Someone I knew and liked died last week. His name was Nathan. I’m not writing for sympathy or to prompt the perfunctory “sorry for your loss” comments that grief seems to elicit these days. That human, AI-esque response akin to “have a nice day,” that has become habit, accompanied by the praying hands emoji doesn’t have context here. We were casual friends, both writers with similar backgrounds and interests. I was in his outer circle, a peripheral player with occasional intersection in person and on social media. I’m not even sure what I’m feeling is grief, but there’s a wrenching pit in my gut that twists toward sadness.

I enjoyed talking to Nathan. I liked reading his work and discussing writing. He asked thoughtful questions and listened with athletic ears. He had a genuine smile, a robust laugh. The sphere that he touched through being an English professor at Carteret Community College and overall cool dude dimmed upon his exit. If a life well lived is defined by being missed, then, well done, Nathan. It won’t be the same around here without you.

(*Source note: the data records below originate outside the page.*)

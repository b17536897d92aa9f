// SPDX-License-Identifier: MPL-2.0
//! Application root state and orchestration between demo blocks and toasts.
//!
//! The `App` struct wires together the domains (demo catalog, localization,
//! notifications) and translates block events into side effects like
//! clipboard writes. The toast registry lives here and is handed to blocks
//! by `&mut` during their update.

mod message;
pub mod paths;
mod subscription;
mod view;

pub use message::{Flags, Message};

use crate::catalog::{Catalog, SkippedDemo};
use crate::config::{self, Config};
use crate::i18n::I18n;
use crate::ui::demo_preview::{self, Demo, DemoPreviewBlock, Layout, UpdateContext};
use crate::ui::notifications::ToastRegistry;
use crate::ui::state::DismissDelay;
use iced::{window, Element, Subscription, Task, Theme};
use std::fmt;
use std::path::Path;
use std::time::Instant;

/// Root Iced application state.
pub struct App {
    pub i18n: I18n,
    /// Resolved once at startup; `System` is detected then.
    theme: Theme,
    blocks: Vec<DemoPreviewBlock>,
    /// Copy notifications raised by any block.
    toasts: ToastRegistry,
    /// Time of the last processed message; the view renders animations at it.
    now: Instant,
}

impl fmt::Debug for App {
    fn fmt(&self, f: &mut fmt::Formatter<'_>) -> fmt::Result {
        f.debug_struct("App")
            .field("blocks", &self.blocks.len())
            .field("toasts", &self.toasts.len())
            .finish()
    }
}

pub const WINDOW_DEFAULT_HEIGHT: u32 = 720;
pub const WINDOW_DEFAULT_WIDTH: u32 = 960;
pub const MIN_WINDOW_HEIGHT: u32 = 400;
pub const MIN_WINDOW_WIDTH: u32 = 480;

/// Builds the window settings
pub fn window_settings() -> window::Settings {
    window::Settings {
        size: iced::Size::new(WINDOW_DEFAULT_WIDTH as f32, WINDOW_DEFAULT_HEIGHT as f32),
        min_size: Some(iced::Size::new(
            MIN_WINDOW_WIDTH as f32,
            MIN_WINDOW_HEIGHT as f32,
        )),
        ..window::Settings::default()
    }
}

/// Entry point used by `main.rs` to launch the Iced application loop.
pub fn run(flags: Flags) -> iced::Result {
    use std::cell::RefCell;

    // Wrap flags in RefCell<Option<_>> to satisfy Fn trait requirement
    // while only consuming flags once (iced 0.14 requires Fn, not FnOnce)
    let boot_state = RefCell::new(Some(flags));
    let boot = move || {
        let flags = boot_state.borrow_mut().take().unwrap_or_default();
        App::new(flags)
    };

    iced::application(boot, App::update, App::view)
        .title(App::title)
        .theme(App::theme)
        .window(window_settings())
        .subscription(App::subscription)
        .run()
}

impl App {
    /// Loads configuration and demos, then schedules the deferred mount.
    fn new(flags: Flags) -> (Self, Task<Message>) {
        paths::init_cli_overrides(flags.config_dir.clone());
        let (config, config_warning) = config::load();
        let i18n = I18n::new(flags.lang.clone(), &config);

        let catalog = Catalog::load(flags.demo_dir.as_deref().map(Path::new));
        let skipped = catalog.skipped().to_vec();
        let mut app = Self::from_parts(i18n, &config, catalog.into_demos(), flags.layout);

        if let Some(key) = config_warning {
            let text = app.i18n.tr(&key);
            app.toasts.open(Some(text), app.now);
        }
        app.report_skipped(&skipped);

        (app, Task::done(Message::Mounted))
    }

    /// Builds the application from already loaded parts.
    ///
    /// `layout` overrides the configured layout when set.
    #[must_use]
    pub fn from_parts(
        i18n: I18n,
        config: &Config,
        demos: Vec<Demo>,
        layout: Option<Layout>,
    ) -> Self {
        let layout = layout.or(config.preview.layout).unwrap_or_default();
        let start_folded = config
            .preview
            .start_folded
            .unwrap_or(config::DEFAULT_START_FOLDED);
        let dismiss_delay = DismissDelay::new(
            config
                .toast
                .dismiss_after_ms
                .unwrap_or(config::DEFAULT_TOAST_DISMISS_MS),
        );

        let toasts =
            ToastRegistry::new(i18n.tr("toast-copy-success")).with_dismiss_delay(dismiss_delay);
        let blocks = demos
            .into_iter()
            .map(|demo| DemoPreviewBlock::new(demo, layout, start_folded))
            .collect();

        tracing::debug!(%layout, start_folded, dismiss_ms = dismiss_delay.millis(), "app ready");

        Self {
            i18n,
            theme: config.general.theme_mode.to_iced_theme(),
            blocks,
            toasts,
            now: Instant::now(),
        }
    }

    /// Opens one toast per demo file that failed to load.
    pub fn report_skipped(&mut self, skipped: &[SkippedDemo]) {
        for demo in skipped {
            let reason = self.i18n.tr(demo.error.i18n_key());
            let text = self.i18n.tr_with_args(
                "notification-demo-skipped",
                &[("name", demo.name.as_str()), ("reason", reason.as_str())],
            );
            self.toasts.open(Some(text), self.now);
        }
    }

    fn title(&self) -> String {
        self.i18n.tr("window-title")
    }

    fn theme(&self) -> Theme {
        self.theme.clone()
    }

    fn subscription(&self) -> Subscription<Message> {
        subscription::create_tick_subscription(self.is_animating(self.now))
    }

    pub fn update(&mut self, message: Message) -> Task<Message> {
        let now = match &message {
            Message::Tick(at) => *at,
            _ => Instant::now(),
        };
        self.update_at(message, now)
    }

    /// Processes a message as if it arrived at `now`.
    pub fn update_at(&mut self, message: Message, now: Instant) -> Task<Message> {
        self.now = now;
        match message {
            Message::Mounted => {
                for block in &mut self.blocks {
                    block.mount(now);
                }
                Task::none()
            }
            Message::Demo(index, message) => {
                let Some(block) = self.blocks.get_mut(index) else {
                    tracing::warn!(index, "message for unknown demo block");
                    return Task::none();
                };
                let event = block.update(
                    message,
                    UpdateContext {
                        toasts: &mut self.toasts,
                        now,
                    },
                );
                match event {
                    demo_preview::Event::None => Task::none(),
                    // Write failures are not reported; the toast is already open.
                    demo_preview::Event::CopyToClipboard(text) => iced::clipboard::write(text),
                }
            }
            Message::Tick(_) => {
                self.toasts.tick(now);
                Task::none()
            }
        }
    }

    pub fn view(&self) -> Element<'_, Message> {
        view::view(view::ViewContext {
            i18n: &self.i18n,
            blocks: &self.blocks,
            toasts: &self.toasts,
            now: self.now,
            dark_theme: matches!(self.theme, Theme::Dark),
        })
    }

    /// Whether frame ticks are needed at `now`.
    #[must_use]
    pub fn is_animating(&self, now: Instant) -> bool {
        self.toasts.has_pending_work() || self.blocks.iter().any(|block| block.is_animating(now))
    }

    #[must_use]
    pub fn blocks(&self) -> &[DemoPreviewBlock] {
        &self.blocks
    }

    #[must_use]
    pub fn toasts(&self) -> &ToastRegistry {
        &self.toasts
    }
}

#[cfg(test)]
mod tests {
    use super::*;
    use std::time::Duration;

    fn app(layout: Option<Layout>) -> App {
        let i18n = I18n::new(Some("en-US".to_string()), &Config::default());
        let demos = vec![
            Demo::plain("button-basic", "<template>a</template>"),
            Demo::plain("button-round", "<template>b</template>"),
        ];
        App::from_parts(i18n, &Config::default(), demos, layout)
    }

    #[test]
    fn layout_override_beats_config() {
        let app = app(Some(Layout::Header));
        assert!(app.blocks().iter().all(|b| b.layout() == Layout::Header));
    }

    #[test]
    fn mounted_message_mounts_every_block() {
        let now = Instant::now();
        let mut app = app(None);
        let _ = app.update_at(Message::Mounted, now);
        assert!(app.blocks().iter().all(DemoPreviewBlock::is_mounted));
    }

    #[test]
    fn copy_opens_toast_with_localized_default() {
        let now = Instant::now();
        let mut app = app(None);
        let _ = app.update_at(Message::Demo(1, demo_preview::Message::Copy), now);

        let toast = app.toasts().active().next().expect("one toast");
        assert_eq!(toast.content(), "Copied!");
        assert!(app.is_animating(now));
    }

    #[test]
    fn skipped_demos_are_reported_as_toasts() {
        let mut app = app(None);
        let skipped = [SkippedDemo {
            name: "broken".to_string(),
            error: crate::error::DecodeError::InvalidUtf8.into(),
        }];
        app.report_skipped(&skipped);

        let toast = app.toasts().active().next().expect("one toast");
        assert_eq!(
            toast.content(),
            "Skipped demo broken: The demo source is not valid UTF-8."
        );
    }

    #[test]
    fn unknown_block_index_is_ignored() {
        let mut app = app(None);
        let _ = app.update_at(
            Message::Demo(99, demo_preview::Message::Copy),
            Instant::now(),
        );
        assert!(app.toasts().is_empty());
    }

    #[test]
    fn ticks_retire_toasts_and_stop_animation() {
        let start = Instant::now();
        let mut app = app(None);
        let _ = app.update_at(Message::Mounted, start);
        let _ = app.update_at(Message::Demo(0, demo_preview::Message::Copy), start);

        let hide_at = start + Duration::from_millis(config::DEFAULT_TOAST_DISMISS_MS);
        let _ = app.update_at(Message::Tick(hide_at), hide_at);
        let done = hide_at + Duration::from_millis(config::TOAST_EXIT_MS);
        let _ = app.update_at(Message::Tick(done), done);

        assert!(app.toasts().is_empty());
        assert!(!app.is_animating(done));
    }
}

There will be memorial services, one in his hometown and another in the town he made home. There will be a gathering at the college. I suspect all will fill to standing room only. Friends and family will exchange stories and hugs. Students might testify how he changed their lives. Colleagues will stand to offer anecdotes. Tears will roll. Scripture will be read and there will be music. Clergy who loved Nathan may offer words of comfort and encouragement. Many will wonder why this happened. People will circle up, shoring one another. Nathan was a person of faith and I hope abiding love will offer a balm to those he held most close.

In a text thread, writer friends chatted about crafting a tribute to Nathan with the possibility of starting a remembrance scholarship to Carteret Writers his honor. My bet is that many things such as this will be constructed and erected in his memory.

As is custom people will probably plant trees and send flowers and make casseroles – performing the actions that ease the restless discomfort of the permanence that separates the dead from those who remain.

As for me, today I gathered flowers from my garden and put them in a small glass vase and I wrote some words. Small gestures of happiness which is how I saw Nathan – as someone who got that life’s joy was contained in the delicate, yet demonstrative art of exploring and living, in the description of the human experience, in where you placed the commas, in what you created and how you helped others do the same. Nathan forged a way with a flashlight for himself, circling back with a lantern for those who followed.

For today, I’m sending purposeful light along my path which is the best way I know to place-hold space in our world in a moment when it seems that only the good die young.

Nathan, I’m glad I knew you. I liked you, man. You will be missed.